According to the RSPB, the number of terns has been declining in many areas because there are few suitable places for them to breed.
'To attract them to areas where they would not have been previously is very good,' said a spokesman. The terns would normally come inland, nesting along rivers. Despite the Docklands apparently inhospitable facade, it suits them perfectly - all they need is somewhere to fish.
David Lowman, Development Corporation personnel officer and a keen ornithologist, noticed the terns flying around last year, looking for somewhere to nest.
He won the corporation's support in setting up the scheme to attract them to breed in the area. With backing from Texaco, the corporation built 12 rafts, each about 15 feet square at a cost of pounds 800, which were scattered around the harbours.
The rafts, specially designed to attract terns, include boxes for young birds to shelter from predators and a sloping ramp round the edge so, if they fall off, they can get back on quite easily. The terns have bred about 10 young between them.

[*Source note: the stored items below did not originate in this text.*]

//! Routing decisions between agent turns

use crate::state::StateSnapshot;

/// What the network should do next
#[derive(Debug, Clone, PartialEq, Eq)]
pub enum RouteDecision {
    /// Invoke the named agent
    Continue(String),
    /// Stop the loop
    Halt,
}

/// Chooses which agent (if any) acts next
///
/// Called once per iteration, before each agent invocation. Implementations
/// must be pure functions of the snapshot.
pub trait Router: Send + Sync {
    fn route(&self, state: StateSnapshot<'_>) -> RouteDecision;
}

/// Router for a single-agent roster: halt once a summary exists
#[derive(Debug, Clone)]
pub struct SingleAgentRouter {
    agent: String,
}

impl SingleAgentRouter {
    pub fn new(agent: impl Into<String>) -> Self {
        Self {
            agent: agent.into(),
        }
    }
}

impl Router for SingleAgentRouter {
    fn route(&self, state: StateSnapshot<'_>) -> RouteDecision {
        if state.is_complete() {
            RouteDecision::Halt
        } else {
            RouteDecision::Continue(self.agent.clone())
        }
    }
}
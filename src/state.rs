//! Shared State for a single run
//!
//! The record every component of a run reads from: the file-set the agent has
//! written so far and, once the task is done, the completion summary.
//!
//! There is exactly one writer at a time. The network loop owns the state and
//! lends it out by `&mut` to the tool executor and the lifecycle hook, so no
//! locking is involved.

use std::collections::BTreeMap;

use serde::{Deserialize, Serialize};

/// Map from sandbox path to file content
pub type FileSet = BTreeMap<String, String>;

/// Mutable state shared by the tools, the completion detector and the router
#[derive(Debug, Clone, Default, PartialEq, Serialize, Deserialize)]
pub struct SharedState {
    /// Opaque identifier of the run this state belongs to
    pub run_id: String,
    /// Files written by `createOrUpdateFiles`, last write wins
    files: FileSet,
    /// Completion summary, set at most once
    summary: Option<String>,
}

impl SharedState {
    /// Create the initial state: no files, no summary
    pub fn new(run_id: impl Into<String>) -> Self {
        Self {
            run_id: run_id.into(),
            files: FileSet::new(),
            summary: None,
        }
    }

    pub fn files(&self) -> &FileSet {
        &self.files
    }

    pub fn summary(&self) -> Option<&str> {
        self.summary.as_deref()
    }

    /// True once a non-empty summary has been recorded
    pub fn is_complete(&self) -> bool {
        self.summary.as_deref().is_some_and(|s| !s.is_empty())
    }

    /// Replace the file-set with the result of a completed write batch
    pub fn replace_files(&mut self, files: FileSet) {
        self.files = files;
    }

    /// Record the completion summary.
    ///
    /// Returns `false` and leaves the state untouched if a summary is already
    /// present.
    pub fn set_summary(&mut self, summary: impl Into<String>) -> bool {
        if self.summary.is_some() {
            return false;
        }
        self.summary = Some(summary.into());
        true
    }

    /// Immutable view handed to the router
    pub fn snapshot(&self) -> StateSnapshot<'_> {
        StateSnapshot { state: self }
    }

    /// Consume the state, yielding its files and summary
    pub fn into_parts(self) -> (FileSet, Option<String>) {
        (self.files, self.summary)
    }
}

/// Read-only borrow of [`SharedState`] given to routing decisions
#[derive(Debug, Clone, Copy)]
pub struct StateSnapshot<'a> {
    state: &'a SharedState,
}

impl<'a> StateSnapshot<'a> {
    pub fn files(&self) -> &'a FileSet {
        &self.state.files
    }

    pub fn summary(&self) -> Option<&'a str> {
        self.state.summary.as_deref()
    }

    pub fn is_complete(&self) -> bool {
        self.state.is_complete()
    }
}

#[cfg(test)]
mod tests {
    use super::*;

    #[test]
    fn test_initial_state_is_empty() {
        let state = SharedState::new("run-1");
        assert_eq!(state.run_id, "run-1");
        assert!(state.files().is_empty());
        assert!(state.summary().is_none());
        assert!(!state.is_complete());
    }

    #[test]
    fn test_summary_is_set_once() {
        let mut state = SharedState::new("run-1");
        assert!(state.set_summary("<task_summary>first</task_summary>"));
        assert!(!state.set_summary("<task_summary>second</task_summary>"));
        assert_eq!(state.summary(), Some("<task_summary>first</task_summary>"));
    }

    #[test]
    fn test_empty_summary_is_not_complete() {
        let mut state = SharedState::new("run-1");
        state.set_summary("");
        assert!(!state.is_complete());
        assert!(!state.snapshot().is_complete());
    }

    #[test]
    fn test_snapshot_reads_through() {
        let mut state = SharedState::new("run-1");
        let mut files = FileSet::new();
        files.insert("index.html".to_string(), "<h1>Hello</h1>".to_string());
        state.replace_files(files);

        let snapshot = state.snapshot();
        assert_eq!(snapshot.files().len(), 1);
        assert!(snapshot.summary().is_none());
    }
}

'It is so successful,' said Mr Lowman. 'I am absolutely delighted. The Development Corporation is about urban development - buildings and roads. It is good to do things which introduce some variety in the environment.'
During the breeding season, Docklands security guards were asked to keep an eye on the rafts. Although they are in the middle of the harbour, they could still be reached by boat.
The Docklands area has also attracted a rare pair of black redstarts which are nesting in a crevice of an old building. There are only 20 pairs of the birds in the country, mainly in the south and east of England. The birds came to England after the Second World War, when they nested in bombed buildings and industrial areas.
Docklands also boasts ringed plovers and shelduck, according to a survey of the area by the London Ecology Unit.
Although these birds are not as rare as the black redstarts, they are none the less important, according to the RSPB.
'If you look at it as a whole it is a sign that the environment around Docklands can support all of these birds,' said a spokesman.
'There is food there. That has got to be a good sign. And the environment is healthy enough for them to breed successfully.'
The Corporation is so pleased with the results it plans to build a wildlife sanctuary around the disused East India Dock basin.
As well as a bird reserve it would show other features of shore life.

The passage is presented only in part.